The purpose of this study is to examine the application of data mining techniques in the prediction of climate effect on agriculture with discussion on different data mining methods which are helpful in building a predictive data mining model.
The Hybrid Knowledge Discovery Process for Data Mining is followed to build the predictive model that analyzes and predicts the agricultural output. This methodology was developed, by adopting the Cross-Industry Standard Processes for Data Mining (CRISP-DM) model to the needs of academic research community. The work is based on finding suitable data sets as well as best predictive model that helps in achieving high accuracy and generality for Agricultural output for the selected climatic indicators (Rainfall, Temperature and Humidity). For solving this problem, different data mining classification techniques (Eight WEKA classifiers: Gaussian Processes, Linear Regression, Multilayer Percepton, SMOreg, Decision Table, M5Rules, M5P and REPTree) were evaluated on different data sets.
The experimental results obtained from this study shows; the Decision Table Classifier has the highest optimal accuracy score with maximum optimal Correlation Coefficient Percentage (CCP) of 97.8%, minimum optimal Root Mean Square Percentage Error (RMSPE) of 3.9% and an optimal Time of 0.02 seconds to build the Agricultural Output Predictive model.
Finally, by extending WEKA software source code, an application (predictive-model-prototype) which is termed as “Agricultural Output Predictive System” with a user-friendly GUI is developed and deployed for the usage of domain experts (end users). Therefore, the results obtained from this research indicate that data mining classification models are very useful in predicting agricultural outcomes for the effective and efficient utilization of available climatic data to support experts and farmers in making strategic planning as well as proactive and knowledge-driven decisions.
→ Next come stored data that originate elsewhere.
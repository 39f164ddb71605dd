use std::time::Duration;

use async_trait::async_trait;
use aws_sdk_s3::error::DisplayErrorContext;
use aws_sdk_s3::presigning::PresigningConfig;
use aws_sdk_s3::primitives::ByteStream;
use aws_sdk_s3::Client;
use bytes::Bytes;
use tracing::{debug, info};

use super::{validate_key, ObjectStorage, StorageError, StoredObject, UploadOptions};

/// S3-compatible object store (AWS, MinIO, R2). The client is expected to be
/// built with path-style addressing for non-AWS endpoints.
pub struct S3Storage {
    client: Client,
    bucket: String,
    endpoint: String,
}

impl S3Storage {
    pub fn new(client: Client, bucket: &str, endpoint: &str) -> Self {
        Self {
            client,
            bucket: bucket.to_string(),
            endpoint: endpoint.trim_end_matches('/').to_string(),
        }
    }

    /// Unsigned location of an object, for logs and upload results.
    fn object_url(&self, key: &str) -> String {
        format!("{}/{}/{}", self.endpoint, self.bucket, key)
    }
}

fn remote(key: &str, error: impl std::error::Error) -> StorageError {
    StorageError::Remote {
        key: key.to_string(),
        message: DisplayErrorContext(error).to_string(),
    }
}

#[async_trait]
impl ObjectStorage for S3Storage {
    async fn upload_buffer(
        &self,
        bytes: Bytes,
        key: &str,
        options: UploadOptions,
    ) -> Result<StoredObject, StorageError> {
        validate_key(key)?;
        let size = bytes.len();
        self.client
            .put_object()
            .bucket(&self.bucket)
            .key(key)
            .content_type(options.content_type)
            .set_content_disposition(options.content_disposition)
            .body(ByteStream::from(bytes))
            .send()
            .await
            .map_err(|e| remote(key, e))?;

        info!(bucket = %self.bucket, key, size, "Uploaded object");
        Ok(StoredObject {
            key: key.to_string(),
            url: self.object_url(key),
        })
    }

    async fn signed_download_url(&self, key: &str, ttl_secs: u64) -> Result<String, StorageError> {
        validate_key(key)?;
        let presigning = PresigningConfig::expires_in(Duration::from_secs(ttl_secs))
            .map_err(|e| StorageError::Config(format!("invalid download TTL: {e}")))?;
        let request = self
            .client
            .get_object()
            .bucket(&self.bucket)
            .key(key)
            .presigned(presigning)
            .await
            .map_err(|e| remote(key, e))?;
        Ok(request.uri().to_string())
    }

    async fn read_object(&self, key: &str) -> Result<Bytes, StorageError> {
        validate_key(key)?;
        let output = match self
            .client
            .get_object()
            .bucket(&self.bucket)
            .key(key)
            .send()
            .await
        {
            Ok(output) => output,
            Err(e) if e.as_service_error().is_some_and(|s| s.is_no_such_key()) => {
                return Err(StorageError::NotFound(key.to_string()))
            }
            Err(e) => return Err(remote(key, e)),
        };
        let body = output.body.collect().await.map_err(|e| remote(key, e))?;
        Ok(body.into_bytes())
    }

    async fn delete_object(&self, key: &str) -> Result<(), StorageError> {
        validate_key(key)?;
        // S3 reports success for keys that do not exist.
        self.client
            .delete_object()
            .bucket(&self.bucket)
            .key(key)
            .send()
            .await
            .map_err(|e| remote(key, e))?;
        debug!(bucket = %self.bucket, key, "Deleted object");
        Ok(())
    }
}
1.1 BACKGROUND TO THE STUDY
Prediction of climate effect plays an essential role for agriculture and other industrial sector. A vast proportion of agricultural activities are convincingly affected by climate conditions. From the short-term perspective, the temperature and precipitation are essential condition for crop growth and yield in agriculture. In agricultural practices, every crop has its own minimum, optimal, maximum temperature for growing. The crop stops growing when the temperature goes below the minimum temperature. The crop growth increased as the temperature goes up from the minimum to the maximum temperature. However the crop growth decreases as the temperature goes beyond its optimal temperature to the maximum temperature. The crop growth stops again when the temperature reaches its maximum temperature. Warmer temperature may favor some crops to grow more quickly and increase their yields, but it could also reduce growth and yields for other kinds of crops. So accurate prediction of future climate effect and weather condition could help farmers select the proper crops in order to increase growth and yield as well as economic incomes. The fast growth of crops such as grains may reduce the amount of time that seeds need to grow and mature (Semenov and Porter, 2005). The crop growth not only depends on the temperature, but also on soil water and nutrient elements such as nitrogen, phosphorus and potassium which are all connected to the climatic conditions. The soil nutrients are absorbed by crops with soil water adsorption. The proper soil moisture is strongly related to the precipitation.
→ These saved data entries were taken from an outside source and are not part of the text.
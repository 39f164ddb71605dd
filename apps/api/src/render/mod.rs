//! PDF rendering. Snapshot content is turned into HTML here; the HTML → PDF
//! conversion is delegated to an external rendering service.

pub mod html;

use std::time::Duration;

use async_trait::async_trait;
use bytes::Bytes;
use reqwest::Client;
use serde::Serialize;
use tracing::debug;

use crate::errors::AppError;

pub use html::render_resume_html;

#[async_trait]
pub trait PdfRenderer: Send + Sync {
    async fn render_pdf(&self, html: &str) -> Result<Bytes, AppError>;
}

#[derive(Serialize)]
struct RenderRequest<'a> {
    html: &'a str,
    format: &'a str,
    print_background: bool,
}

/// Client for the HTML → PDF service.
#[derive(Clone)]
pub struct HttpPdfRenderer {
    client: Client,
    url: String,
}

impl HttpPdfRenderer {
    pub fn new(url: String, timeout: Duration) -> Result<Self, AppError> {
        let client = Client::builder()
            .timeout(timeout)
            .build()
            .map_err(|e| AppError::Internal(anyhow::anyhow!("Failed to build HTTP client: {e}")))?;
        Ok(Self { client, url })
    }
}

#[async_trait]
impl PdfRenderer for HttpPdfRenderer {
    async fn render_pdf(&self, html: &str) -> Result<Bytes, AppError> {
        let response = self
            .client
            .post(&self.url)
            .json(&RenderRequest {
                html,
                format: "Letter",
                print_background: true,
            })
            .send()
            .await
            .map_err(|e| AppError::Upstream(format!("PDF renderer unreachable: {e}")))?;

        let status = response.status();
        if !status.is_success() {
            let body = response.text().await.unwrap_or_default();
            return Err(AppError::Upstream(format!(
                "PDF renderer returned {status}: {body}"
            )));
        }

        let pdf = response
            .bytes()
            .await
            .map_err(|e| AppError::Upstream(format!("PDF renderer body: {e}")))?;
        if pdf.is_empty() {
            return Err(AppError::Upstream("PDF renderer returned an empty document".into()));
        }

        debug!(size = pdf.len(), "Rendered PDF");
        Ok(pdf)
    }
}
pub mod audit;
pub mod billing;
pub mod export;
pub mod user;
pub mod files;
pub mod health;

use axum::{
    routing::{get, post},
    Router,
};

use crate::billing::handlers as billing;
use crate::exports::handlers as exports;
use crate::state::AppState;

pub fn build_router(state: AppState) -> Router {
    Router::new()
        .route("/health", get(health::health_handler))
        // Exports
        .route("/api/v1/exports", post(exports::handle_create_export))
        .route("/api/v1/exports/:id", get(exports::handle_get_export))
        .route("/api/v1/exports/:id/apply", post(exports::handle_bulk_apply))
        .route(
            "/api/v1/exports/emails/:log_id/retry",
            post(exports::handle_retry_email),
        )
        // Billing
        .route(
            "/api/v1/billing/webhooks/:provider",
            post(billing::handle_webhook),
        )
        .route(
            "/api/v1/billing/webhooks/events/:id/replay",
            post(billing::handle_replay),
        )
        // Local storage downloads
        .route("/files/*key", get(files::handle_download))
        .with_state(state)
}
Furthermore, the cyclic distribution of rainfall/precipitation also affects agriculture (the crop growth and yields). Similar to responding to the temperature, some crops favor the wet climatic condition, others favor dry climatic condition. So accurate prediction of future climatic effect could help farmers select the crops too in order to maximum crop growth yields as well as economic income. However, this study will examine the application of data mining techniques in the prediction of climatic effect on agriculture.
Moreover, data mining is a practical and functional technique to find the helpful pattern from the huge dataset. So it secured an important place in agriculture because the field agriculture contains the many data such as soil data, crop data, and climate data and so on. Real time climatic data is difficult to analyze and manage so various algorithms in data mining like K-Means clustering, Apriori algorithms and other statistical methods are used to analyze the agriculture data and provide the useful pattern. The climate create the great impact on the agriculture so the crop growth and crop yield level are depends on the climate. Real time climatic data can offer helps to the farmers for planting a particular variety of crop because it gives high yield and also this real time data helps to alert the farmers for protecting their agriculture field from the climatic disasters. Agro climatic research centers and meteorological departments provide real time data to the farmers.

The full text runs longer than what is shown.